Interview: Invisible things inspire film creation: director Lazarov

by Chen Hang

SOFIA, Aug. 28 (Xinhua) -- "Alienation", directed by Bulgarian film director Milko Lazarov, has been shortlisted for the competition of Lion of the Future award, the prize given to a debut film at the 70th Venice Film Festival.

In an exclusive interview with Xinhua on Monday, Lazarov said he never thought about winning in Venice, the participation itself was a big success for him. This is the first time that a Bulgarian film has been shortlisted in the official selection at the Venice Film Festival during the last 23 years.
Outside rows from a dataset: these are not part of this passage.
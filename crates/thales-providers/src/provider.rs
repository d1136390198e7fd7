//! Core value provider traits.
//!
//! A [`ValueProvider`] exposes key-based lookup over one string-valued
//! binding source. A [`ValueProviderFactory`] creates one provider per bind
//! call from the [`BindingContext`].

use async_trait::async_trait;
use thales_core::{BindError, BindingContext, SourceId, UploadedFile};

/// Key-based lookup over one string-valued binding source.
///
/// Lookups never fail: an absent key yields an empty sequence.
///
/// # Implementing `ValueProvider`
///
/// ```rust
/// use thales_core::SourceId;
/// use thales_providers::ValueProvider;
///
/// // Serves a fixed tenant id for every request.
/// struct TenantProvider {
///     source: SourceId,
///     tenant: String,
/// }
///
/// impl ValueProvider for TenantProvider {
///     fn source(&self) -> &SourceId {
///         &self.source
///     }
///
///     fn get_values(&self, key: &str) -> Vec<String> {
///         if key.eq_ignore_ascii_case("tenant") {
///             vec![self.tenant.clone()]
///         } else {
///             Vec::new()
///         }
///     }
/// }
///
/// let provider = TenantProvider { source: SourceId::custom("Tenant"), tenant: "acme".into() };
/// assert_eq!(provider.get_values("Tenant"), vec!["acme"]);
/// assert!(provider.get_values("other").is_empty());
/// ```
pub trait ValueProvider: Send + Sync {
    /// The source this provider reads from.
    fn source(&self) -> &SourceId;

    /// Returns every raw value stored under `key`, in source order.
    fn get_values(&self, key: &str) -> Vec<String>;

    /// Returns every uploaded file stored under `key`.
    ///
    /// Only sources that carry files override this.
    fn get_files(&self, _key: &str) -> Vec<UploadedFile> {
        Vec::new()
    }
}

/// Creates one [`ValueProvider`] per bind call.
///
/// Factories are registered once at startup and shared by every request.
#[async_trait]
pub trait ValueProviderFactory: Send + Sync {
    /// The source the created providers read from.
    fn source(&self) -> SourceId;

    /// Creates the provider for one request.
    ///
    /// # Errors
    ///
    /// Returns a [`BindError`] when the underlying payload is malformed.
    async fn create(&self, ctx: &BindingContext) -> Result<Box<dyn ValueProvider>, BindError>;
}

/// A provider backed by a list of `(key, value)` pairs.
///
/// Used by the built-in query string, route, claim and URL-encoded form
/// providers, all of which match keys case-insensitively.
#[derive(Debug, Clone)]
pub struct PairsValueProvider {
    source: SourceId,
    pairs: Vec<(String, String)>,
    files: Vec<UploadedFile>,
}

impl PairsValueProvider {
    /// Creates a provider over `pairs`.
    #[must_use]
    pub fn new(source: SourceId, pairs: Vec<(String, String)>) -> Self {
        Self {
            source,
            pairs,
            files: Vec::new(),
        }
    }

    /// Creates a provider with no values.
    #[must_use]
    pub fn empty(source: SourceId) -> Self {
        Self::new(source, Vec::new())
    }

    /// Attaches uploaded files, looked up by their field name.
    #[must_use]
    pub fn with_files(mut self, files: Vec<UploadedFile>) -> Self {
        self.files = files;
        self
    }

    /// Returns the number of stored values.
    #[must_use]
    pub fn len(&self) -> usize {
        self.pairs.len()
    }

    /// Returns true if no values or files are stored.
    #[must_use]
    pub fn is_empty(&self) -> bool {
        self.pairs.is_empty() && self.files.is_empty()
    }
}

impl ValueProvider for PairsValueProvider {
    fn source(&self) -> &SourceId {
        &self.source
    }

    fn get_values(&self, key: &str) -> Vec<String> {
        self.pairs
            .iter()
            .filter(|(k, _)| k.eq_ignore_ascii_case(key))
            .map(|(_, v)| v.clone())
            .collect()
    }

    fn get_files(&self, key: &str) -> Vec<UploadedFile> {
        self.files
            .iter()
            .filter(|f| f.field_name().eq_ignore_ascii_case(key))
            .cloned()
            .collect()
    }
}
The debut film of Lazarov "Alienation" tells a story about a Greek driving an old car to Bulgaria to buy a newborn baby, waiting together with the mother, her deaf-mute brother and the midwife in a secluded house in the mountains for the birth of the baby.

Lazarov said he was really determined to recount a parable rather than to follow the script of the grim business of selling a newborn baby to a foreigner. The film is not a manual on how to buy a baby in Bulgaria, but an itinerary for losing yourself, and how it happens.

Talking about the film inspiration, Lazarov said Goethe's "Erlkoenig" inspired him when he started writing the script in 2008. "What attracts me is not the superficial fact, the invisible things, the inside relations give me the inspiration for film creation," said Lazarov.

The 77-min feature film, starring famous Greek actor Christos Sterioglou, has already won the Best Bulgarian Feature Film on the 17th Sofia Film Festival this year. Lazarov said he really hopes that he can bring this film to the Chinese audience at the Beijing Film Festival next year.

Lazarov told Xinhua that he was impressed with the quick development of the Asian movie market, especially the art-house films and commercial films. Compared to the Asian film market, he said the film market in Bulgaria grew slowly in recent years. "There are only three to four films per year produced here," he said.

However, Lazarov chose to stay in Bulgaria, hoping that there would be more chance for those young people with passion for films.

Milko Lazarov graduated from the National Academy for Theatre and Film Arts (NATFA) in Sofia, Bulgaria, where he studied film and television directing. He is an executive producer and director of BNT's highly successful BBC projects The Great Bulgarians and The Big Read.